In the future, your percentage ownership in Carrier may be diluted because of equity issuances for acquisitions, capital market transactions or otherwise, including any equity awards that we will grant to our directors, officers and employees. Our employees will have stock-based awards that correspond to shares of our common stock after the distribution as a result of the conversion of and/or adjustments to their UTC stock-based awards. Such awards will have a dilutive effect on our earnings per share, which could adversely affect the market price of our common stock. We also plan to issue additional stock-based awards, including annual awards, new hire awards and periodic retention awards, as applicable, to our directors, officers and other employees under our employee benefits plans as part of our ongoing equity compensation program.

We cannot guarantee the timing, amount or payment of dividends on our common stock.

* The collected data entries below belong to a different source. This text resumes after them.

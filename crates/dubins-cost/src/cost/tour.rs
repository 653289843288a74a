//! Dubins cost of an ordered tour.

use rayon::prelude::*;

use crate::cfg::CostCfg;
use crate::error::{CostError, EdgeError};
use crate::path::dubins_path_length;
use crate::types::Configuration;

use super::lookup::{resolve_configurations, NodeGeometry};

/// Length of each tour edge, in tour order.
///
/// Edge `k` runs from `tour[k]` to `tour[k + 1]`; with `close_loop` a final
/// edge returns from the last node to the first. Tours with fewer than two
/// nodes have no edges.
pub fn tour_edge_lengths<N, G, H>(
    tour: &[N],
    geometry: &G,
    heading_of: H,
    r: f64,
    close_loop: bool,
    cost_cfg: &CostCfg,
) -> Result<Vec<f64>, CostError>
where
    G: NodeGeometry<N> + ?Sized,
    H: Fn(&N) -> f64,
{
    if tour.len() < 2 {
        return Ok(Vec::new());
    }
    let configs = resolve_configurations(tour, geometry, &heading_of)?;
    Ok(edge_lengths(&configs, r, close_loop, cost_cfg)?)
}

/// Tour cost with the default [`CostCfg`].
pub fn tour_cost<N, G, H>(
    tour: &[N],
    geometry: &G,
    heading_of: H,
    r: f64,
    close_loop: bool,
) -> Result<f64, CostError>
where
    G: NodeGeometry<N> + ?Sized,
    H: Fn(&N) -> f64,
{
    tour_cost_with(tour, geometry, heading_of, r, close_loop, &CostCfg::default())
}

/// Sum of the tour's edge lengths, added left to right in tour order.
///
/// Returns 0 for tours with fewer than two nodes. Any failing edge aborts the
/// sum with that edge's error.
pub fn tour_cost_with<N, G, H>(
    tour: &[N],
    geometry: &G,
    heading_of: H,
    r: f64,
    close_loop: bool,
    cost_cfg: &CostCfg,
) -> Result<f64, CostError>
where
    G: NodeGeometry<N> + ?Sized,
    H: Fn(&N) -> f64,
{
    let _span = tracing::debug_span!("tour_cost", n = tour.len(), r, close_loop).entered();
    let edges = tour_edge_lengths(tour, geometry, heading_of, r, close_loop, cost_cfg)?;
    let total: f64 = edges.iter().sum();
    tracing::debug!(edges = edges.len(), total, "tour cost");
    Ok(total)
}

/// Tour over a plain list of configurations, visited in slice order.
pub fn configuration_tour_cost(
    configs: &[Configuration],
    r: f64,
    close_loop: bool,
    cost_cfg: &CostCfg,
) -> Result<f64, CostError> {
    let ids: Vec<usize> = (0..configs.len()).collect();
    tour_cost_with(&ids, configs, |&i: &usize| configs[i].heading, r, close_loop, cost_cfg)
}

fn edge_lengths(
    configs: &[Configuration],
    r: f64,
    close_loop: bool,
    cost_cfg: &CostCfg,
) -> Result<Vec<f64>, EdgeError> {
    let m = configs.len();
    let count = if close_loop { m } else { m - 1 };
    let edge = |k: usize| -> Result<f64, EdgeError> {
        let to = (k + 1) % m;
        dubins_path_length(&configs[k], &configs[to], r).map_err(|source| EdgeError {
            from: k,
            to,
            source,
        })
    };
    let lengths: Vec<Result<f64, EdgeError>> = if cost_cfg.parallel {
        (0..count).into_par_iter().map(edge).collect()
    } else {
        (0..count).map(edge).collect()
    };
    lengths.into_iter().collect()
}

Following the distribution, we expect that Carrier will initially pay a cash dividend on a quarterly basis at an aggregate annual rate of approximately $550 million. However, the timing, declaration, amount of, and payment of any dividends will be within the discretion of Carrier’s Board of Directors and will depend upon many factors, including our financial condition, earnings, capital requirements of our operating subsidiaries, covenants associated with certain of our debt service obligations, legal requirements, regulatory constraints, industry practice, ability to access capital markets, and other factors deemed relevant by Carrier’s Board of Directors. Moreover, if as expected we determine to initially pay a dividend following the distribution, there can be no assurance that we will continue to pay dividends in the same amounts or at all thereafter. For more information, see “Dividend Policy.”

Anti-takeover provisions could enable our Board of Directors to resist a takeover attempt by a third party and limit the power of our shareowners.

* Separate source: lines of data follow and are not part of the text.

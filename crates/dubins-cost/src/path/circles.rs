use std::f64::consts::FRAC_PI_2;

use nalgebra::Vector2;

use crate::angle::{heading_to_angle, unit};
use crate::types::Configuration;

/// Centers of the four turning circles of radius `r` tangent to the start and
/// end directions of travel.
#[derive(Clone, Copy, Debug, PartialEq)]
pub struct TurningCircles {
    pub start_right: Vector2<f64>,
    pub start_left: Vector2<f64>,
    pub end_right: Vector2<f64>,
    pub end_left: Vector2<f64>,
}

impl TurningCircles {
    pub fn new(start: &Configuration, end: &Configuration, r: f64) -> Self {
        let alpha = heading_to_angle(start.heading);
        let beta = heading_to_angle(end.heading);
        Self {
            start_right: start.position() + unit(alpha - FRAC_PI_2) * r,
            start_left: start.position() + unit(alpha + FRAC_PI_2) * r,
            end_right: end.position() + unit(beta - FRAC_PI_2) * r,
            end_left: end.position() + unit(beta + FRAC_PI_2) * r,
        }
    }
}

Carrier’s amended and restated certificate of incorporation and amended and restated bylaws will contain, and Delaware law contains, provisions that are intended to deter coercive takeover practices and inadequate takeover bids by making such practices or bids unacceptably expensive to the bidder and to encourage prospective acquirers to negotiate with Carrier’s Board of Directors rather than to attempt a hostile takeover. These provisions are expected to include, among others, (1) the ability of our remaining directors to fill vacancies on Carrier’s Board of Directors (except in an instance where a director is removed by shareowners and the resulting vacancy is filled by shareowners); (2) limitations on shareowners’ ability to call a special shareowner meeting; (3) rules regarding how shareowners may present proposals or nominate directors for election at shareowner meetings; and (4) the right of Carrier’s Board of Directors to issue preferred stock without shareowner approval.

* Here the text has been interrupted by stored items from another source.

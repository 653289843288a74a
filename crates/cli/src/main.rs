use std::path::PathBuf;

use anyhow::Result;
use clap::{ArgAction, Parser, Subcommand};
use dubins_cost::prelude::*;
use dubins_cost::tour_edge_lengths;
use serde::Serialize;
use tracing::Level;
use tracing_subscriber::fmt::SubscriberBuilder;

mod nodes;

use nodes::{load_nodes, parse_configuration, save_nodes, write_json};

#[derive(Parser)]
#[command(name = "dubins-cost")]
#[command(about = "Dubins path lengths and ATSP cost matrices", version)]
struct Cmd {
    /// Log verbosity: -v for debug, -vv for trace (per-pair candidates)
    #[arg(short, long, action = ArgAction::Count, global = true)]
    verbose: u8,

    #[command(subcommand)]
    action: Action,
}

#[derive(Subcommand)]
enum Action {
    /// Shortest CSC length between two configurations
    Length {
        /// Start as x,y,heading (heading in radians, 0 = +y, clockwise)
        #[arg(long, allow_hyphen_values = true, value_parser = parse_configuration)]
        from: Configuration,
        /// End as x,y,heading
        #[arg(long, allow_hyphen_values = true, value_parser = parse_configuration)]
        to: Configuration,
        #[arg(long)]
        radius: f64,
    },
    /// All-pairs cost matrix for an ATSP solver
    Matrix {
        #[arg(long)]
        input: PathBuf,
        #[arg(long)]
        radius: f64,
        /// Write the report here instead of stdout
        #[arg(long)]
        out: Option<PathBuf>,
        /// Evaluate pairs on a single thread
        #[arg(long)]
        sequential: bool,
    },
    /// Cost of visiting the input nodes in file order
    Tour {
        #[arg(long)]
        input: PathBuf,
        #[arg(long)]
        radius: f64,
        /// Include the edge from the last node back to the first
        #[arg(long)]
        close_loop: bool,
        #[arg(long)]
        sequential: bool,
    },
    /// Write a seeded node file with a minimum pairwise separation
    Sample {
        #[arg(long)]
        count: usize,
        #[arg(long, default_value_t = 100.0)]
        width: f64,
        #[arg(long, default_value_t = 100.0)]
        height: f64,
        #[arg(long, default_value_t = 3.0)]
        min_separation: f64,
        #[arg(long, default_value_t = 0)]
        seed: u64,
        #[arg(long)]
        out: PathBuf,
    },
}

#[derive(Serialize)]
struct LengthReport {
    family: String,
    length: f64,
}

#[derive(Serialize)]
struct MatrixReport {
    radius: f64,
    diagonal_cost: f64,
    asymmetry: f64,
    rows: Vec<Vec<f64>>,
}

#[derive(Serialize)]
struct TourReport {
    close_loop: bool,
    edges: Vec<f64>,
    total: f64,
}

fn main() -> Result<()> {
    let cmd = Cmd::parse();
    let level = match cmd.verbose {
        0 => Level::INFO,
        1 => Level::DEBUG,
        _ => Level::TRACE,
    };
    SubscriberBuilder::default()
        .with_target(false)
        .with_max_level(level)
        .with_writer(std::io::stderr)
        .init();
    match cmd.action {
        Action::Length { from, to, radius } => length(from, to, radius),
        Action::Matrix {
            input,
            radius,
            out,
            sequential,
        } => matrix(input, radius, out, cost_cfg(sequential)),
        Action::Tour {
            input,
            radius,
            close_loop,
            sequential,
        } => tour(input, radius, close_loop, cost_cfg(sequential)),
        Action::Sample {
            count,
            width,
            height,
            min_separation,
            seed,
            out,
        } => sample(
            ScatterCfg {
                count,
                width,
                height,
                min_separation,
                ..ScatterCfg::default()
            },
            seed,
            out,
        ),
    }
}

fn cost_cfg(sequential: bool) -> CostCfg {
    if sequential {
        CostCfg::sequential()
    } else {
        CostCfg::default()
    }
}

fn length(from: Configuration, to: Configuration, radius: f64) -> Result<()> {
    tracing::info!(from = %from, to = %to, radius, "length");
    let best = shortest_path(&from, &to, radius)?;
    let report = LengthReport {
        family: best.family.to_string(),
        length: best.length,
    };
    println!("{}", serde_json::to_string_pretty(&report)?);
    Ok(())
}

fn matrix(input: PathBuf, radius: f64, out: Option<PathBuf>, cfg: CostCfg) -> Result<()> {
    let nodes = load_nodes(&input)?;
    tracing::info!(input = %input.display(), n = nodes.len(), radius, "matrix");
    let m = build_configuration_matrix(&nodes, radius, &cfg)?;
    let report = MatrixReport {
        radius,
        diagonal_cost: m.diagonal_cost(),
        asymmetry: m.asymmetry(),
        rows: m.rows(),
    };
    match out {
        Some(path) => {
            write_json(&path, &report)?;
            tracing::info!(out = %path.display(), "matrix written");
        }
        None => println!("{}", serde_json::to_string_pretty(&report)?),
    }
    Ok(())
}

fn tour(input: PathBuf, radius: f64, close_loop: bool, cfg: CostCfg) -> Result<()> {
    let nodes = load_nodes(&input)?;
    tracing::info!(input = %input.display(), n = nodes.len(), radius, close_loop, "tour");
    let ids: Vec<usize> = (0..nodes.len()).collect();
    let edges = tour_edge_lengths(
        &ids,
        nodes.as_slice(),
        |&i: &usize| nodes[i].heading,
        radius,
        close_loop,
        &cfg,
    )?;
    let total = edges.iter().sum();
    let report = TourReport {
        close_loop,
        edges,
        total,
    };
    println!("{}", serde_json::to_string_pretty(&report)?);
    Ok(())
}

fn sample(cfg: ScatterCfg, seed: u64, out: PathBuf) -> Result<()> {
    tracing::info!(count = cfg.count, seed, out = %out.display(), "sample");
    let nodes = scatter_configurations(&cfg, seed)?;
    save_nodes(&out, &nodes)
}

In addition, we expect to be subject to Section 203 of the Delaware General Corporation Law (“DGCL”), which could have the effect of delaying or preventing a change of control that you may favor. Section 203 provides that, subject to limited exceptions, persons that acquire, or are affiliated with persons that acquire, more than 15 percent of the outstanding voting stock of a Delaware corporation may not engage in a business combination with that corporation, including by merger, consolidation or acquisitions of additional shares, for a three-year period following the date on which that person or any of its affiliates becomes the holder of more than 15 percent of the corporation’s outstanding voting stock.

We believe these provisions will protect our shareowners from coercive or otherwise unfair takeover tactics by requiring potential acquirers to negotiate with Carrier’s Board of Directors and by providing Carrier’s Board of Directors with more time to assess any acquisition proposal. These provisions are not intended to make Carrier immune from takeovers; however, these provisions will apply even if the offer may be considered beneficial by some shareowners and could delay or prevent an acquisition that Carrier’s Board of Directors determines is not in the best interests of Carrier and our shareowners. These provisions may also prevent or discourage attempts to remove and replace incumbent directors. See “Description of Carrier Capital Stock—Charter and Bylaw Provisions” and “Description of Carrier Capital Stock—Change of Control.”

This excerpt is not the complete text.